Proxies: Pass HTML, Not URL

pd.read_html uses urllib internally and does not accept a proxy parameter. For proxied scraping, fetch the HTML separately with requests and pass the string:

import requests, pandas as pd

proxies = {
    "http":  "http://USER:[email protected]:8000",
    "https": "http://USER:[email protected]:8000",
}
headers = {"User-Agent": "Mozilla/5.0 (compatible; Researcher/1.0)"}

r = requests.get(
    "https://finance.yahoo.com/quote/AAPL/financials",
    proxies=proxies,
    headers=headers,
    timeout=15,
)
r.raise_for_status()

tables = pd.read_html(r.text)
income_statement = tables[0]

This pattern works for any protected/geo-locked source. For finance data specifically, see Google Finance API alternatives.

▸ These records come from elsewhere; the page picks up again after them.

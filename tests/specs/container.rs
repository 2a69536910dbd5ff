// SPDX-License-Identifier: BUSL-1.1
// Copyright (c) 2026 Alfred Jean LLC

//! Container scenarios: spawn/join lifetimes and the parent-exit event.

use std::sync::Arc;
use std::time::{Duration, Instant};

use comexe_core::EventArg;
use comexe_runtime::{
    ApplicationBuilder, Application, EngineFactory, FakeEngineFactory, FakeProgram, SpawnSpec,
};

fn app_with(factory: FakeEngineFactory) -> (Arc<Application>, Arc<FakeEngineFactory>) {
    let factory = Arc::new(factory);
    let app = ApplicationBuilder::new(Arc::clone(&factory) as Arc<dyn EngineFactory>)
        .init_chunk(b"-- embedded init".to_vec())
        .build();
    (app, factory)
}

fn wait_for<F: Fn() -> bool>(what: &str, cond: F) {
    let deadline = Instant::now() + Duration::from_secs(5);
    while !cond() {
        assert!(Instant::now() < deadline, "timed out waiting for {what}");
        std::thread::sleep(Duration::from_millis(5));
    }
}

/// Thread A spawns B with exit event `B_DONE`; B exits immediately. A's
/// event loop observes exactly one `B_DONE(id_of_B)`; the first join
/// returns true and the second false.
#[test]
fn child_exit_event_reaches_parent_once() {
    let (app, factory) = app_with(FakeEngineFactory::new().program("a", FakeProgram::RunLoop));

    let a = app.spawn(SpawnSpec::root("a")).unwrap();
    let b = app.spawn(SpawnSpec::child("b", a, Some("B_DONE".into()))).unwrap();

    wait_for("B_DONE delivery", || !factory.calls_to("B_DONE").is_empty());
    let calls = factory.calls_to("B_DONE");
    assert_eq!(calls.len(), 1);
    assert_eq!(calls[0].instance, a);
    assert_eq!(calls[0].args, vec![EventArg::Integer(i64::from(b.as_u32()))]);

    assert!(app.join(b));
    assert!(!app.join(b));

    app.stop_loop(a);
    assert!(app.join(a));
    assert_eq!(factory.calls_to("B_DONE").len(), 1);
}

/// A joined id may be reissued later, but never to two owners at once.
#[test]
fn ids_recycle_without_aliasing() {
    let (app, _) = app_with(FakeEngineFactory::new());

    let first = app.spawn(SpawnSpec::root("one")).unwrap();
    assert!(app.is_registered(first));
    app.join(first);
    assert!(!app.is_registered(first));

    let second = app.spawn(SpawnSpec::root("two")).unwrap();
    assert_eq!(first, second, "freed id comes back");
    assert_eq!(app.instance_name(second).as_deref(), Some("two"));
    app.join(second);
}

/// Broadcast wakes every live loop; posts from one sender arrive in
/// program order.
#[test]
fn broadcast_and_ordering() {
    let (app, factory) = app_with(
        FakeEngineFactory::new()
            .program("x", FakeProgram::RunLoop)
            .program("y", FakeProgram::RunLoop),
    );

    let x = app.spawn(SpawnSpec::root("x")).unwrap();
    let y = app.spawn(SpawnSpec::root("y")).unwrap();

    for i in 0..10 {
        app.post(x, "tick", &[EventArg::Integer(i)]);
    }
    app.broadcast("flush", &[]);
    wait_for("all deliveries", || {
        factory.calls_to("tick").len() == 10 && factory.calls_to("flush").len() == 2
    });

    let order: Vec<_> = factory.calls_to("tick").iter().map(|c| c.args[0].clone()).collect();
    assert_eq!(order, (0..10).map(EventArg::Integer).collect::<Vec<_>>());

    app.stop_loop(x);
    app.stop_loop(y);
    app.join(x);
    app.join(y);
}

/// The application run cycle: root runs the init chunk and the process
/// outcome reflects fatal categories.
#[test]
fn run_reports_init_failures_with_exit_code_five() {
    let (app, _) = app_with(
        FakeEngineFactory::new().program("main", FakeProgram::FailChunk("syntax error".into())),
    );
    let fatal = app.run("main").unwrap_err();
    assert_eq!(fatal.kind.exit_code(), 5);
}
// SPDX-License-Identifier: BUSL-1.1
// Copyright (c) 2026 Alfred Jean LLC

//! Instance cells and the instance thread body.
//!
//! An instance is one OS thread, one engine, one mailbox. The creating
//! thread blocks until the child flips its ACTIVE bit, so a returned id
//! always names a fully constructed instance.

use std::sync::atomic::{AtomicU32, Ordering};
use std::thread::JoinHandle;

use comexe_core::{FatalKind, InstanceId, Mailbox, StateCell, ACTIVE};
use parking_lot::Mutex;
use tracing::debug;

use crate::app::Application;
use crate::engine::InstanceCtx;

/// Shared record for one instance. The registry owns one Arc per live
/// instance; the instance thread holds another until it exits.
pub(crate) struct InstanceCell {
    id: AtomicU32,
    pub(crate) name: String,
    pub(crate) exit_event: Option<String>,
    pub(crate) parent: InstanceId,
    pub(crate) mailbox: Mailbox,
    pub(crate) state: StateCell,
    pub(crate) join: Mutex<Option<JoinHandle<()>>>,
}

impl InstanceCell {
    pub(crate) fn new(name: String, exit_event: Option<String>, parent: InstanceId) -> Self {
        Self {
            id: AtomicU32::new(InstanceId::INVALID.as_u32()),
            name,
            exit_event,
            parent,
            mailbox: Mailbox::new(),
            state: StateCell::new(),
            join: Mutex::new(None),
        }
    }

    pub(crate) fn set_id(&self, id: InstanceId) {
        self.id.store(id.as_u32(), Ordering::Release);
    }

    pub(crate) fn id(&self) -> InstanceId {
        InstanceId::from_raw(self.id.load(Ordering::Acquire))
    }
}

/// Per-thread platform bring-up. Windows needs apartment-threaded COM for
/// the service and shell bindings; everywhere else this is a no-op.
#[cfg(not(windows))]
pub(crate) fn platform_thread_init() {}

#[cfg(windows)]
pub(crate) fn platform_thread_init() {
    // Apartment-threaded COM init is performed by the win32 binding when it
    // is first required; nothing to do ahead of time here.
}

/// Body of every instance thread.
pub(crate) fn instance_thread(app: std::sync::Arc<Application>, cell: std::sync::Arc<InstanceCell>) {
    platform_thread_init();

    // Wake the parent blocked in spawn() before any fallible work, so the
    // returned id always refers to a constructed instance.
    cell.state.set(ACTIVE);

    let id = cell.id();
    let ctx = InstanceCtx { app: std::sync::Arc::clone(&app), id };
    debug!(instance = %id, name = %cell.name, "instance starting");

    if let Err(e) = bring_up(&app, ctx) {
        app.report_fatal(FatalKind::InitLoad, format!("instance {id} ({}): {e}", cell.name));
    }

    // Parent-exit notification: sent before the parent can observe this
    // instance missing from the registry (removal happens in join()).
    if let Some(event) = cell.exit_event.as_deref() {
        if !event.is_empty() {
            app.post(
                cell.parent,
                event,
                &[comexe_core::EventArg::Integer(i64::from(id.as_u32()))],
            );
        }
    }

    debug!(instance = %id, name = %cell.name, "instance finished");
}

/// Engine bring-up in the order the container guarantees: warnings wired,
/// `arg` table, standard libraries, preloads, then the init chunk.
fn bring_up(app: &Application, ctx: InstanceCtx) -> Result<(), crate::engine::EngineError> {
    let mut engine = app.factory().create(ctx)?;
    let router = if app.warnings_enabled() {
        crate::warn::WarningRouter::enabled()
    } else {
        crate::warn::WarningRouter::new()
    };
    engine.set_warning_router(router);
    engine.install_args(app.argv())?;
    engine.open_libraries()?;
    engine.register_preloads(crate::engine::PRELOADS)?;
    #[cfg(windows)]
    engine.register_preloads(crate::engine::WIN_PRELOADS)?;
    engine.exec_chunk(Application::INIT_CHUNK_NAME, app.init_chunk())
}
//! Default resource encoders, selected through `Accept` negotiation.

use http::request::Parts;
use tracing::debug;

use crate::error::Fault;
use crate::negotiate::Accept;
use crate::resource::{Encoded, Resource};

/// Content types a resource can be negotiated into, in server preference
/// order. Also advertised as the `Content-Type` of OPTIONS responses.
pub const ALTERNATIVES: &[&str] = &[
    "application/json",
    "text/javascript",
    "application/xml",
    "text/xml",
    "text/plain",
    "*/*",
];

/// `Content-Type` of JSON bodies.
pub const JSON_CONTENT_TYPE: &str = "application/json; charset=utf-8";

/// `Content-Type` of XML bodies.
pub const XML_CONTENT_TYPE: &str = "application/xml; charset=utf-8";

/// `Content-Type` of plain text bodies.
pub const TEXT_CONTENT_TYPE: &str = "text/plain; charset=utf-8";

/// Encode `resource` for the client that sent `request`.
///
/// A resource-provided [`Resource::marshal`] wins over negotiation. Otherwise
/// the `Accept` header selects among [`ALTERNATIVES`]:
///
/// - `application/json`, `text/javascript` and `*/*` produce JSON;
/// - `application/xml` and `text/xml` produce an XML document;
/// - `text/plain` uses [`Resource::text`].
///
/// # Errors
///
/// A 406 [`Fault`] when nothing acceptable can be produced, including
/// `text/plain` for a resource without a text form. Encoder failures become a
/// redacted 500.
pub fn marshal(resource: &dyn Resource, request: &Parts) -> Result<Encoded, Fault> {
    if let Some(custom) = resource.marshal(request) {
        return custom;
    }

    let accept = Accept::from_headers(&request.headers);
    let chosen = accept.negotiate(ALTERNATIVES);
    debug!(content_type = ?chosen, "negotiated resource encoding");

    match chosen {
        Some("application/json" | "text/javascript" | "*/*") => {
            Ok(Encoded::new(JSON_CONTENT_TYPE, resource.to_json()?))
        }
        Some("application/xml" | "text/xml") => {
            Ok(Encoded::new(XML_CONTENT_TYPE, resource.to_xml()?))
        }
        Some("text/plain") => resource
            .text()
            .map(|text| Encoded::new(TEXT_CONTENT_TYPE, text))
            .ok_or_else(Fault::not_acceptable),
        _ => Err(Fault::not_acceptable()),
    }
}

When Tables Are JavaScript-Rendered

pd.read_html only sees the initial HTML response. If the table loads via JavaScript (React/Vue dashboards, infinite-scroll tables), read_html finds nothing. Use Playwright to render first:

from playwright.sync_api import sync_playwright
import pandas as pd

with sync_playwright() as p:
    browser = p.chromium.launch()
    page = browser.new_page()
    page.goto("https://dashboard.example.com/data")
    page.wait_for_selector("table")
    html = page.content()
    browser.close()

tables = pd.read_html(html)

For sites behind Cloudflare or DataDome, route Playwright through residential proxies. See Cloudscraper or DataDome bypass for the bypass setup.

Common Post-Processing

# Strip unicode whitespace
df.columns = df.columns.str.strip()
df = df.apply(lambda c: c.str.strip() if c.dtype == "object" else c)

# Drop fully-empty rows
df = df.dropna(how="all")

# Pin types
df["Revenue"] = pd.to_numeric(df["Revenue"], errors="coerce")

# Pivot or melt as needed
df_long = df.melt(id_vars="Company", var_name="Year", value_name="Revenue")

Common Errors

ValueError: No tables found — the page has no <table> tags (probably JS-rendered). Use Playwright.
HTTPError: 403 Forbidden — the site blocks default urllib User-Agent. Fetch via requests with a real UA.
ImportError: lxml not found — pip install lxml.
Wrong table returned — use match="some text in the right table" instead of integer index.
Garbled characters — encoding issue. Pass encoding="utf-8" or use requests + r.encoding = "utf-8"; pd.read_html(r.text).

Alternatives to read_html

Tool	When to use
pandas.read_html	Static HTML, simple tables, fastest path
PyQuery	Complex DOM queries, jQuery-like selectors
BeautifulSoup	Maximum control, custom parsing logic
Playwright + read_html	JS-rendered tables behind a real browser
scrapy	Crawling many pages with built-in pipelines